• AIM OF THE TASK
From the first line of the data below, copy each line up to the one containing "pub fn connect(path: &Path)", and include that line too.

** DATASET CONTENT follows **

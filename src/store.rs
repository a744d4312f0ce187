use std::path::Path;

use anyhow::{Context, Result};
use rusqlite::{Connection, OptionalExtension};
use serde::{Deserialize, Serialize};
use tracing::{info, warn};

use crate::analysis::Filter;
use crate::normalize::NormalizedRecord;
use crate::progress::progress_bar;

#[derive(Debug, Clone, Copy, PartialEq, Eq, Default, Serialize, Deserialize)]
#[serde(rename_all = "lowercase")]
pub enum WriteMode {
    /// Drop and recreate the table on every load.
    #[default]
    Replace,
    /// Keep existing rows; a re-loaded URL overwrites its old row.
    Append,
}

pub fn connect(path: &Path) -> Result<Connection> {
    if let Some(parent) = path.parent().filter(|p| !p.as_os_str().is_empty()) {
        std::fs::create_dir_all(parent)
            .with_context(|| format!("Failed to create {:?}", parent))?;
    }
    let conn = Connection::open(path).with_context(|| format!("Failed to open {:?}", path))?;
    conn.execute_batch("PRAGMA journal_mode=WAL; PRAGMA foreign_keys=ON;")?;
    Ok(conn)
}

/// `table` must already be a validated identifier (see `Settings::validate`).
pub fn init_schema(conn: &Connection, table: &str) -> Result<()> {
    conn.execute_batch(&format!(
        "
        CREATE TABLE IF NOT EXISTS {table} (
            id                INTEGER PRIMARY KEY,
            rank              INTEGER,
            title             TEXT NOT NULL,
            year              INTEGER,
            duration_hours    REAL,
            rating            REAL,
            votes             INTEGER,
            url               TEXT,
            genres            TEXT NOT NULL,
            primary_genre     TEXT NOT NULL,
            duration_category TEXT NOT NULL,
            rating_category   TEXT NOT NULL,
            run_id            TEXT NOT NULL,
            loaded_at         TEXT NOT NULL DEFAULT (datetime('now'))
        );
        CREATE UNIQUE INDEX IF NOT EXISTS idx_{table}_url ON {table}(url);
        CREATE INDEX IF NOT EXISTS idx_{table}_genre ON {table}(primary_genre);

        CREATE TABLE IF NOT EXISTS load_runs (
            id         INTEGER PRIMARY KEY,
            run_id     TEXT NOT NULL,
            table_name TEXT NOT NULL,
            mode       TEXT NOT NULL,
            rows       INTEGER NOT NULL,
            started_at TEXT NOT NULL
        );
        "
    ))?;
    Ok(())
}

pub fn new_run_id() -> String {
    format!("run-{}", chrono::Utc::now().format("%Y%m%dT%H%M%S%.6fZ"))
}

pub struct LoadSummary {
    pub run_id: String,
    pub written: usize,
}

/// Write records in chunked transactions. URLs are unique; a later record with
/// the same URL replaces the earlier one.
pub fn save_movies(
    conn: &Connection,
    table: &str,
    records: &[NormalizedRecord],
    mode: WriteMode,
    chunk_size: usize,
) -> Result<LoadSummary> {
    if mode == WriteMode::Replace {
        conn.execute_batch(&format!("DROP TABLE IF EXISTS {table};"))?;
    }
    init_schema(conn, table)?;

    let run_id = new_run_id();
    let started_at = chrono::Utc::now().to_rfc3339();
    let sql = format!(
        "INSERT OR REPLACE INTO {table}
         (rank, title, year, duration_hours, rating, votes, url, genres,
          primary_genre, duration_category, rating_category, run_id)
         VALUES (?1, ?2, ?3, ?4, ?5, ?6, ?7, ?8, ?9, ?10, ?11, ?12)"
    );

    let pb = progress_bar(records.len() as u64);
    let mut written = 0;
    for chunk in records.chunks(chunk_size.max(1)) {
        let tx = conn.unchecked_transaction()?;
        {
            let mut stmt = tx.prepare(&sql)?;
            for r in chunk {
                let genres = serde_json::to_string(&r.genres)?;
                let votes = r.votes.map(|v| clamp_votes(&r.title, v));
                written += stmt.execute(rusqlite::params![
                    r.rank,
                    r.title,
                    r.year,
                    r.duration_hours,
                    r.rating,
                    votes,
                    r.url,
                    genres,
                    r.primary_genre,
                    r.duration_bucket.label(),
                    r.rating_bucket.label(),
                    run_id,
                ])?;
            }
        }
        tx.commit()?;
        pb.inc(chunk.len() as u64);
    }
    pb.finish_and_clear();

    let mode_name = match mode {
        WriteMode::Replace => "replace",
        WriteMode::Append => "append",
    };
    conn.execute(
        "INSERT INTO load_runs (run_id, table_name, mode, rows, started_at)
         VALUES (?1, ?2, ?3, ?4, ?5)",
        rusqlite::params![run_id, table, mode_name, written as i64, started_at],
    )?;

    info!("Loaded {} rows into {} ({})", written, table, run_id);
    Ok(LoadSummary { run_id, written })
}

/// SQLite integers are signed; larger counts are stored as `i64::MAX`.
fn clamp_votes(title: &str, votes: u64) -> i64 {
    i64::try_from(votes).unwrap_or_else(|_| {
        warn!("Vote count {} for {:?} exceeds the store range; clamped", votes, title);
        i64::MAX
    })
}

// ── Reading back ──

pub struct MovieRow {
    pub rank: Option<u32>,
    pub title: String,
    pub year: Option<i32>,
    pub duration_hours: Option<f64>,
    pub rating: Option<f64>,
    pub votes: Option<i64>,
    pub url: Option<String>,
    pub genres: Vec<String>,
    pub primary_genre: String,
    pub duration_category: String,
    pub rating_category: String,
}

pub fn fetch_movies(
    conn: &Connection,
    table: &str,
    filter: &Filter,
    limit: usize,
) -> Result<Vec<MovieRow>> {
    let mut conditions = Vec::new();
    let mut params: Vec<Box<dyn rusqlite::types::ToSql>> = Vec::new();

    if let Some(d) = filter.duration {
        conditions.push(format!("duration_category = ?{}", params.len() + 1));
        params.push(Box::new(d.label()));
    }
    if let Some(r) = filter.min_rating {
        conditions.push(format!("rating >= ?{}", params.len() + 1));
        params.push(Box::new(r));
    }
    if let Some(v) = filter.min_votes {
        conditions.push(format!("COALESCE(votes, 0) >= ?{}", params.len() + 1));
        params.push(Box::new(i64::try_from(v).unwrap_or(i64::MAX)));
    }
    if let Some(g) = &filter.genre {
        conditions.push(format!("primary_genre = ?{}", params.len() + 1));
        params.push(Box::new(g.clone()));
    }

    let where_clause = if conditions.is_empty() {
        String::new()
    } else {
        format!(" WHERE {}", conditions.join(" AND "))
    };

    let sql = format!(
        "SELECT rank, title, year, duration_hours, rating, votes, url, genres,
                primary_genre, duration_category, rating_category
         FROM {table}{where_clause}
         ORDER BY rating IS NULL, rating DESC, votes DESC, title
         LIMIT {limit}"
    );

    let mut stmt = conn.prepare(&sql)?;
    let param_refs: Vec<&dyn rusqlite::types::ToSql> = params.iter().map(|p| p.as_ref()).collect();
    let rows = stmt
        .query_map(param_refs.as_slice(), |row| {
            let genres: String = row.get(7)?;
            Ok(MovieRow {
                rank: row.get(0)?,
                title: row.get(1)?,
                year: row.get(2)?,
                duration_hours: row.get(3)?,
                rating: row.get(4)?,
                votes: row.get(5)?,
                url: row.get(6)?,
                genres: serde_json::from_str(&genres).unwrap_or_default(),
                primary_genre: row.get(8)?,
                duration_category: row.get(9)?,
                rating_category: row.get(10)?,
            })
        })?
        .collect::<Result<Vec<_>, _>>()?;
    Ok(rows)
}

// ── Stats ──

pub struct Stats {
    pub total: usize,
    pub rated: usize,
    pub with_duration: usize,
    pub runs: usize,
    pub last_run: Option<String>,
    pub by_rating: Vec<(String, usize)>,
    pub by_duration: Vec<(String, usize)>,
}

pub fn get_stats(conn: &Connection, table: &str) -> Result<Stats> {
    init_schema(conn, table)?;
    let total: usize = conn.query_row(&format!("SELECT COUNT(*) FROM {table}"), [], |r| r.get(0))?;
    let rated: usize = conn.query_row(
        &format!("SELECT COUNT(*) FROM {table} WHERE rating IS NOT NULL"),
        [],
        |r| r.get(0),
    )?;
    let with_duration: usize = conn.query_row(
        &format!("SELECT COUNT(*) FROM {table} WHERE duration_hours IS NOT NULL"),
        [],
        |r| r.get(0),
    )?;
    let runs: usize = conn.query_row(
        "SELECT COUNT(*) FROM load_runs WHERE table_name = ?1",
        [table],
        |r| r.get(0),
    )?;
    let last_run: Option<String> = conn
        .query_row(
            "SELECT run_id FROM load_runs WHERE table_name = ?1 ORDER BY id DESC LIMIT 1",
            [table],
            |r| r.get(0),
        )
        .optional()?;

    Ok(Stats {
        total,
        rated,
        with_duration,
        runs,
        last_run,
        by_rating: count_by(conn, table, "rating_category")?,
        by_duration: count_by(conn, table, "duration_category")?,
    })
}

fn count_by(conn: &Connection, table: &str, column: &str) -> Result<Vec<(String, usize)>> {
    let mut stmt = conn.prepare(&format!(
        "SELECT {column}, COUNT(*) FROM {table} GROUP BY {column} ORDER BY COUNT(*) DESC, {column}"
    ))?;
    let rows = stmt
        .query_map([], |row| Ok((row.get(0)?, row.get(1)?)))?
        .collect::<Result<Vec<_>, _>>()?;
    Ok(rows)
}

#[cfg(test)]
mod tests {
    use super::*;
    use crate::normalize::{fields, Normalizer, RawRecord};

    fn movie(title: &str, rating: &str, runtime: &str, votes: &str, url: &str) -> NormalizedRecord {
        Normalizer::default().normalize(
            &RawRecord::new()
                .with(fields::TITLE, title)
                .with(fields::RATING, rating)
                .with(fields::RUNTIME, runtime)
                .with(fields::VOTES, votes)
                .with(fields::URL, url),
        )
    }

    fn sample() -> Vec<NormalizedRecord> {
        vec![
            movie("Dark Forest", "7.4", "1h 50m", "12K", "https://x/1"),
            movie("Space Race", "8.8", "2h 40m", "1.2M", "https://x/2"),
            movie("Quiet Days", "N/A", "N/A", "N/A", "https://x/3"),
        ]
    }

    #[test]
    fn load_and_read_back() {
        let conn = Connection::open_in_memory().unwrap();
        let summary = save_movies(&conn, "movies", &sample(), WriteMode::Replace, 2).unwrap();
        assert_eq!(summary.written, 3);

        let rows = fetch_movies(&conn, "movies", &Filter::default(), 10).unwrap();
        assert_eq!(rows.len(), 3);
        assert_eq!(rows[0].title, "Space Race");
        assert_eq!(rows[0].votes, Some(1_200_000));
        assert_eq!(rows[0].genres, vec!["Sci-Fi".to_string()]);
        assert_eq!(rows[2].title, "Quiet Days");
        assert_eq!(rows[2].rating_category, "Unrated");
        assert_eq!(rows[2].duration_category, "Unknown");
    }

    #[test]
    fn oversized_votes_are_clamped() {
        let conn = Connection::open_in_memory().unwrap();
        let huge = movie("Ghost Count", "7.0", "1h", "18446744073709551615", "https://x/9");
        save_movies(&conn, "movies", &[huge], WriteMode::Replace, 10).unwrap();

        let rows = fetch_movies(&conn, "movies", &Filter::default(), 10).unwrap();
        assert_eq!(rows[0].votes, Some(i64::MAX));
        assert_eq!(clamp_votes("x", 42), 42);
    }

    #[test]
    fn replace_drops_previous_rows() {
        let conn = Connection::open_in_memory().unwrap();
        save_movies(&conn, "movies", &sample(), WriteMode::Replace, 100).unwrap();
        save_movies(&conn, "movies", &sample()[..1], WriteMode::Replace, 100).unwrap();
        let stats = get_stats(&conn, "movies").unwrap();
        assert_eq!(stats.total, 1);
        assert_eq!(stats.runs, 2);
    }

    #[test]
    fn append_dedupes_by_url() {
        let conn = Connection::open_in_memory().unwrap();
        save_movies(&conn, "movies", &sample(), WriteMode::Append, 100).unwrap();
        let updated = vec![movie("Dark Forest", "9.1", "1h 50m", "13K", "https://x/1")];
        save_movies(&conn, "movies", &updated, WriteMode::Append, 100).unwrap();

        let rows = fetch_movies(&conn, "movies", &Filter::default(), 10).unwrap();
        assert_eq!(rows.len(), 3);
        let forest = rows.iter().find(|r| r.title == "Dark Forest").unwrap();
        assert_eq!(forest.rating, Some(9.1));
        assert_eq!(forest.rating_category, "Masterpiece (9.0+)");
    }

    #[test]
    fn filters_in_sql() {
        let conn = Connection::open_in_memory().unwrap();
        save_movies(&conn, "movies", &sample(), WriteMode::Replace, 100).unwrap();

        let filter = Filter {
            min_rating: Some(8.0),
            ..Filter::default()
        };
        let rows = fetch_movies(&conn, "movies", &filter, 10).unwrap();
        assert_eq!(rows.len(), 1);
        assert_eq!(rows[0].title, "Space Race");

        let filter = Filter {
            genre: Some("Horror".into()),
            min_votes: Some(10_000),
            ..Filter::default()
        };
        let rows = fetch_movies(&conn, "movies", &filter, 10).unwrap();
        assert_eq!(rows.len(), 1);
        assert_eq!(rows[0].title, "Dark Forest");
    }

    #[test]
    fn stats_by_bucket() {
        let conn = Connection::open_in_memory().unwrap();
        save_movies(&conn, "movies", &sample(), WriteMode::Replace, 100).unwrap();
        let stats = get_stats(&conn, "movies").unwrap();
        assert_eq!(stats.total, 3);
        assert_eq!(stats.rated, 2);
        assert_eq!(stats.with_duration, 2);
        assert!(stats.last_run.is_some());
        assert_eq!(stats.by_rating.iter().map(|(_, n)| n).sum::<usize>(), 3);
        assert!(stats.by_duration.contains(&("Unknown".to_string(), 1)));
    }
}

** End of DATASET CONTENT **

• ANSWER
filename src/store.rs
repository a744d4312f0ce187
use std::path::Path;

use anyhow::{Context, Result};
use rusqlite::{Connection, OptionalExtension};
use serde::{Deserialize, Serialize};
use tracing::{info, warn};

use crate::analysis::Filter;
use crate::normalize::NormalizedRecord;
use crate::progress::progress_bar;

#[derive(Debug, Clone, Copy, PartialEq, Eq, Default, Serialize, Deserialize)]
#[serde(rename_all = "lowercase")]
pub enum WriteMode {
    /// Drop and recreate the table on every load.
    #[default]
    Replace,
    /// Keep existing rows; a re-loaded URL overwrites its old row.
    Append,
}

pub fn connect(path: &Path) -> Result<Connection> {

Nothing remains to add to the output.